Heterosexual male DMs, tweets, replies and the like toward women (or non-binary people, or trans people) are usually a lot worse than the guy thinks they are.

Many men tend to roll up to an online interaction with a woman like your relative who gives the worst gifts while thinking they give the best gifts rolls up to a family party.

"Everyone will love this thing I have to say," thinks the online male, holding a used Snuggie wrapped in a garbage bag, "especially the woman I am saying it at." Pro tip: Unless she knows you and likes you, she will probably not, and no one else will, either. At best, it may be be tolerated.

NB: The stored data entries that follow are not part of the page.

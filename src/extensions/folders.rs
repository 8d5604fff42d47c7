//! Adds a helper that walks a whole folder hierarchy, one `FindFolder` page at a time.
//!
//! The transport is not part of this crate: anything that can answer a `FindFolder` request
//! implements [`FolderFinder`] and gets [`FolderHierarchyExt::load_all_folders`] for free.

use std::collections::hash_map::Entry;
use std::collections::HashMap;

use log::debug;

use crate::error::{Error, Result};
use crate::types::{
    ExtendedPropertyDefinition, FindFoldersResults, FolderId, MapiPropertyType, PropertySet,
    PropertyValue,
};

/// The number of folders requested per page.
pub const PAGE_SIZE: usize = 100;

/// MAPI tag of `PidTagMessageSizeExtended`, the total size of the messages in a folder.
pub const PID_TAG_MESSAGE_SIZE_EXTENDED: u16 = 0x0E08;

/// `PidTagMessageSizeExtended` as an extended property.
pub fn message_size_extended() -> ExtendedPropertyDefinition {
    ExtendedPropertyDefinition::with_tag(PID_TAG_MESSAGE_SIZE_EXTENDED, MapiPropertyType::Long)
}

/// Which folders below the parent a search covers.
#[derive(Clone, Copy, Debug, PartialEq, Eq)]
pub enum FolderTraversal {
    /// Direct children only.
    Shallow,
    /// All descendants.
    Deep,
    /// Folders that have been soft-deleted.
    SoftDeleted,
}

/// One page of a `FindFolder` request.
#[derive(Clone, Debug, PartialEq, Eq)]
pub struct FolderView {
    pub page_size: usize,
    /// Index of the first folder of the page.
    pub offset: i64,
    pub traversal: FolderTraversal,
    pub property_set: PropertySet,
}

impl FolderView {
    /// The first page of a shallow search for `page_size` folders.
    pub fn new(page_size: usize) -> Self {
        FolderView {
            page_size,
            offset: 0,
            traversal: FolderTraversal::Shallow,
            property_set: PropertySet::first_class_properties(),
        }
    }

    pub fn with_traversal(mut self, traversal: FolderTraversal) -> Self {
        self.traversal = traversal;
        self
    }

    pub fn with_property_set(mut self, property_set: PropertySet) -> Self {
        self.property_set = property_set;
        self
    }
}

/// Something that can issue `FindFolder` requests.
pub trait FolderFinder {
    /// Find one page of the folders below `parent`.
    fn find_folders(&mut self, parent: &FolderId, view: &FolderView)
        -> Result<FindFoldersResults>;
}

/// Size and item count of a folder, named by its path from the search root.
#[derive(Clone, Debug, PartialEq, Eq)]
pub struct FolderInfo {
    /// Display names from the search root down to the folder, joined with `/`.
    pub full_name: String,
    /// Total size of the folder's messages in bytes, 0 if the server did not report it.
    pub folder_size: i64,
    pub items_count: i64,
}

/// Folder hierarchy helpers for every [`FolderFinder`].
pub trait FolderHierarchyExt: FolderFinder {
    /// Load every folder below `root`, keyed by full name.
    ///
    /// Folders are requested in pages of [`PAGE_SIZE`] with a deep traversal. A folder whose
    /// parent was returned earlier is named `parent/child`; other folders are named by their
    /// display name alone. Two folders with the same full name are an
    /// [`Error::DuplicateFolder`], and a page that has more results but no offset for them
    /// is an [`Error::MissingPageOffset`].
    fn load_all_folders(
        &mut self,
        root: impl Into<FolderId>,
    ) -> Result<HashMap<String, FolderInfo>> {
        let root = root.into();
        let size_property = message_size_extended();
        let mut view = FolderView::new(PAGE_SIZE)
            .with_traversal(FolderTraversal::Deep)
            .with_property_set(
                PropertySet::first_class_properties().with_extended(size_property.clone()),
            );

        let mut folders = HashMap::new();
        let mut full_names: HashMap<String, String> = HashMap::new();
        loop {
            let page = self.find_folders(&root, &view)?;
            debug!(
                "loaded {} folders below {} at offset {}",
                page.len(),
                root,
                view.offset
            );

            for folder in &page {
                let display_name = folder.display_name().unwrap_or_default();
                let parent_name = folder
                    .parent_folder_id()
                    .and_then(|id| full_names.get(&id.unique_id));
                let full_name = match parent_name {
                    Some(parent_name) => format!("{}/{}", parent_name, display_name),
                    None => display_name.to_owned(),
                };

                let info = FolderInfo {
                    full_name: full_name.clone(),
                    folder_size: folder
                        .extended_property(&size_property)
                        .and_then(PropertyValue::as_integer)
                        .unwrap_or(0),
                    items_count: folder.total_count().unwrap_or(0),
                };
                match folders.entry(full_name.clone()) {
                    Entry::Occupied(_) => return Err(Error::DuplicateFolder(full_name)),
                    Entry::Vacant(entry) => {
                        entry.insert(info);
                    }
                }
                if let Some(id) = folder.id() {
                    full_names.insert(id.unique_id.clone(), full_name);
                }
            }

            if !page.more_available {
                return Ok(folders);
            }
            view.offset = page.next_page_offset.ok_or(Error::MissingPageOffset)?;
        }
    }
}

impl<T: FolderFinder + ?Sized> FolderHierarchyExt for T {}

Social media posts, comments and the like are ephemeral digital nonsense that the world would be better off without in almost every case. If your response to this woman is not spectacularly nice, useful, funny, interesting or thoughtful, consider: Maybe don't send it! Would anything of importance really be lost in the process? And the answer is, almost in every case, no.

Practice, just for a bit, not liking every pic she posts. Or: Did she make a typo? Who cares, those happen! Don’t DM her about it. Did she appear to conflate two different concepts? People do that all the time! It’s not a crime and it’s no reason to start a flame war. Did she express an opinion you disagree with? What are you, the freakin’ Pope?

Look, settle down, bud. The only person who needs this interaction to exist is you. And you only think you need it because something inside you is broken. It’s OK! I get it. We all have broken parts, me included. But what you need is therapy, not an overactive social media presence.